His accession signaled disasters to the Kingdom and his reign marked the decline of the Bijapur Kingdom.

Reign 
Shah Jahan, anxious to annex Bijapur to his empire, found a pretext in the legitimacy of Alis parents. On Aurangzeb’s plea, Shah Jahan sanctioned the invasion of Bijapur and gave him a free hand to deal with the situation. This sanction of such a war was wholly unrighteous. Bijapur was not a vassal state of the Mughals; but an independent and equal ally of the Mughal Emperor, and the latter had no lawful right to confirm or question the succession to the Bijapur Sultanate. However, Aurangzeb, had to raise the siege and rush to the north for the war of succession to the Mughal throne.

With Muhammad’s death and Ali’s accession disorder had begun in the Karnataka. The Nayaks tried to recover their former lands. (Bangalore the capital of Karnataka was Bijapur’s administrative headquarters for controlling these feudatories by Kempegouda).
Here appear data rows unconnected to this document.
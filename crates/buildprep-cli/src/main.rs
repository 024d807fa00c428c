//! buildprep - native toolchain bootstrap and CMake driver
//!
//! Captures the MSVC developer environment (on Windows), configures and
//! builds a CMake project under it, and copies `compile_commands.json` to
//! the project root.
//!
//! ## Commands
//!
//! - `run` (default): bootstrap, configure, build, export the compilation database
//! - `configure`: bootstrap and configure only
//! - `env`: capture the toolchain environment and report it

use anyhow::{Context, Result};
use buildprep_core::{
    ArtifactOutcome, BuildConfig, BuildPipeline, BuildStage, PipelineReport, ProcessRunner,
};
use clap::{Parser, Subcommand};
use std::path::{Path, PathBuf};
use std::process::ExitCode;
use std::sync::Arc;
use toolchain_env::{BootstrapOutcome, EnvBootstrapper, FallbackPolicy};
use tracing::{error, info, warn, Level};

#[derive(Parser)]
#[command(name = "buildprep")]
#[command(version = env!("CARGO_PKG_VERSION"))]
#[command(about = "Bootstrap the native toolchain and build a CMake project", long_about = None)]
struct Cli {
    /// Enable verbose output
    #[arg(short, long, global = true)]
    verbose: bool,

    /// Emit JSON-formatted log lines
    #[arg(long, global = true)]
    json: bool,

    /// Project root (CMake source directory)
    #[arg(long, global = true, default_value = ".", env = "BUILDPREP_PROJECT_ROOT")]
    project_root: PathBuf,

    /// Config file (default: <project-root>/buildprep.toml when present)
    #[arg(long, global = true)]
    config: Option<PathBuf>,

    /// CMake generator
    #[arg(short = 'G', long, global = true)]
    generator: Option<String>,

    /// CMake build type / configuration
    #[arg(long, global = true)]
    build_type: Option<String>,

    /// CMake executable
    #[arg(long, global = true)]
    cmake: Option<String>,

    /// Target architecture passed to vcvarsall
    #[arg(long, global = true)]
    arch: Option<String>,

    /// Fail instead of continuing when the toolchain environment cannot be captured
    #[arg(long, global = true)]
    strict: bool,

    #[command(subcommand)]
    command: Option<Commands>,
}

#[derive(Subcommand, Debug, PartialEq, Eq)]
enum Commands {
    /// Bootstrap, configure, build and export compile_commands.json
    Run,

    /// Bootstrap and configure only
    Configure,

    /// Capture the toolchain environment and report it
    Env {
        /// Print every captured KEY=VALUE pair
        #[arg(long)]
        show: bool,
    },
}

#[tokio::main(flavor = "current_thread")]
async fn main() -> ExitCode {
    let cli = Cli::parse();

    let level = if cli.verbose {
        Level::DEBUG
    } else {
        Level::INFO
    };
    buildprep_core::init_tracing(cli.json, level);

    match run(cli).await {
        Ok(code) => code,
        Err(e) => {
            error!("{e:#}");
            ExitCode::from(2)
        }
    }
}

async fn run(cli: Cli) -> Result<ExitCode> {
    let project_root = std::path::absolute(&cli.project_root)
        .with_context(|| format!("Invalid project root {}", cli.project_root.display()))?;
    let config = load_config(&cli, &project_root)?;
    let bootstrapper = EnvBootstrapper::new(config.env.clone());

    match cli.command.unwrap_or(Commands::Run) {
        Commands::Run => {
            let pipeline = BuildPipeline::new(
                config.build_spec(&project_root),
                bootstrapper,
                Arc::new(ProcessRunner::new()),
            );
            cmd_run(pipeline).await
        }
        Commands::Configure => {
            let pipeline = BuildPipeline::new(
                config.build_spec(&project_root),
                bootstrapper,
                Arc::new(ProcessRunner::new()),
            )
            .with_stages(vec![BuildStage::Configure]);
            cmd_run(pipeline).await
        }
        Commands::Env { show } => cmd_env(&bootstrapper, show).await,
    }
}

fn load_config(cli: &Cli, project_root: &Path) -> Result<BuildConfig> {
    let config = match &cli.config {
        Some(path) => BuildConfig::load(path)?,
        None => BuildConfig::discover(project_root)?,
    };
    let mut config = config.with_env_overrides();
    apply_cli_overrides(&mut config, cli);
    Ok(config)
}

fn apply_cli_overrides(config: &mut BuildConfig, cli: &Cli) {
    if let Some(generator) = &cli.generator {
        config.generator = generator.clone();
    }
    if let Some(build_type) = &cli.build_type {
        config.build_type = build_type.clone();
    }
    if let Some(cmake) = &cli.cmake {
        config.cmake = cmake.clone();
    }
    if let Some(arch) = &cli.arch {
        config.env.arch = arch.clone();
    }
    if cli.strict {
        config.env.fallback = FallbackPolicy::Fail;
    }
}

async fn cmd_run(pipeline: BuildPipeline) -> Result<ExitCode> {
    let report = pipeline.run().await.context("Build pipeline aborted")?;
    print_summary(&report);

    Ok(if report.success {
        ExitCode::SUCCESS
    } else {
        ExitCode::from(1)
    })
}

fn print_summary(report: &PipelineReport) {
    if let BootstrapOutcome::Degraded { reason } = &report.bootstrap {
        warn!("Ran without the vendor toolchain environment: {reason}");
    }

    match report.failure_message() {
        Some(message) => error!(
            passed = report.passed_count(),
            failed = report.failed_count(),
            "Pipeline stopped: {message}"
        ),
        None => {
            let artifact = match &report.artifact {
                Some(ArtifactOutcome::Copied { .. }) => "exported",
                Some(ArtifactOutcome::Missing { .. }) => "missing",
                Some(ArtifactOutcome::CopyFailed { .. }) => "copy failed",
                None => "not reached",
            };
            info!(
                duration_ms = report.duration_ms,
                compile_commands = artifact,
                "Build finished"
            );
        }
    }
}

async fn cmd_env(bootstrapper: &EnvBootstrapper, show: bool) -> Result<ExitCode> {
    let bootstrap = bootstrapper
        .bootstrap()
        .await
        .context("Toolchain environment initialisation failed")?;

    match &bootstrap.outcome {
        BootstrapOutcome::Passthrough => {
            info!(platform = %bootstrapper.platform(), "No vendor initialisation on this platform")
        }
        BootstrapOutcome::Captured { vars } => info!(vars, "Captured toolchain environment"),
        BootstrapOutcome::Degraded { reason } => warn!("Using current environment: {reason}"),
    }

    if show {
        for (key, value) in bootstrap.env.iter() {
            println!("{}={}", key.to_string_lossy(), value.to_string_lossy());
        }
    } else {
        println!("{} variables", bootstrap.env.len());
    }

    Ok(ExitCode::SUCCESS)
}

#[cfg(test)]
mod tests {
    use super::*;
    use clap::CommandFactory;

    #[test]
    fn test_cli_definition_is_valid() {
        Cli::command().debug_assert();
    }

    #[test]
    fn test_default_command_is_run() {
        let cli = Cli::try_parse_from(["buildprep"]).unwrap();
        assert!(cli.command.is_none());
        assert_eq!(cli.command.unwrap_or(Commands::Run), Commands::Run);
    }

    #[test]
    fn test_env_show_flag() {
        let cli = Cli::try_parse_from(["buildprep", "env", "--show"]).unwrap();
        assert_eq!(cli.command, Some(Commands::Env { show: true }));
    }

    #[test]
    fn test_cli_overrides_config() {
        let cli = Cli::try_parse_from([
            "buildprep",
            "-G",
            "Visual Studio 18 2026",
            "--build-type",
            "Release",
            "--arch",
            "x86",
            "--strict",
            "configure",
        ])
        .unwrap();

        let mut config = BuildConfig::default();
        apply_cli_overrides(&mut config, &cli);

        assert_eq!(config.generator, "Visual Studio 18 2026");
        assert_eq!(config.build_type, "Release");
        assert_eq!(config.cmake, "cmake");
        assert_eq!(config.env.arch, "x86");
        assert_eq!(config.env.fallback, FallbackPolicy::Fail);
        assert_eq!(cli.command, Some(Commands::Configure));
    }

    #[test]
    fn test_no_flags_keep_config() {
        let cli = Cli::try_parse_from(["buildprep", "run"]).unwrap();
        let mut config = BuildConfig::default();
        apply_cli_overrides(&mut config, &cli);
        assert_eq!(config, BuildConfig::default());
    }

    #[test]
    fn test_load_config_from_explicit_file() {
        let dir = tempfile::tempdir().unwrap();
        let path = dir.path().join("custom.toml");
        std::fs::write(&path, "generator = \"Unix Makefiles\"\n").unwrap();

        let cli = Cli::try_parse_from([
            "buildprep".to_string(),
            "--config".to_string(),
            path.to_string_lossy().into_owned(),
        ])
        .unwrap();
        let config = load_config(&cli, dir.path()).unwrap();
        assert_eq!(config.generator, "Unix Makefiles");
    }
}
//! Error types for toolchain-env

use std::path::PathBuf;
use thiserror::Error;

/// Errors that can occur while preparing the toolchain environment
#[derive(Error, Debug)]
pub enum EnvError {
    /// The vendor initialisation script does not exist
    #[error("vendor environment script not found: {}", .0.display())]
    ScriptNotFound(PathBuf),

    /// The script path cannot be safely interpolated into the interpreter command
    #[error("refusing to run environment script {}: {reason}", path.display())]
    UntrustedScriptPath { path: PathBuf, reason: String },

    /// The target architecture is not a plain identifier
    #[error("invalid target architecture: {0:?}")]
    InvalidArch(String),

    /// The command interpreter could not be started
    #[error("failed to start {program}: {source}")]
    Spawn {
        program: String,
        #[source]
        source: std::io::Error,
    },

    /// The script did not finish within the configured limit
    #[error("environment initialisation timed out after {secs}s")]
    Timeout { secs: u64 },

    /// The script (or the dump command) exited nonzero
    #[error("environment script exited with code {exit_code}: {stderr}")]
    ScriptFailed { exit_code: i32, stderr: String },

    /// IO error while waiting on the interpreter
    #[error("IO error: {0}")]
    Io(#[from] std::io::Error),
}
On the other hand, Shivaji increased the momentum of acquiring more and more Bijapur territory and carved an independent Maratha state, while his diplomacy prevented any Mughal-Bijapur coalition against him.

At the court things were even worse. With the coming of a young and weak ruler, the party factions and struggle for supremacy was at its zenith. To aggravate the, Aurangzeb intrigued with Bijapur nobles and succeeded in winning over most of them.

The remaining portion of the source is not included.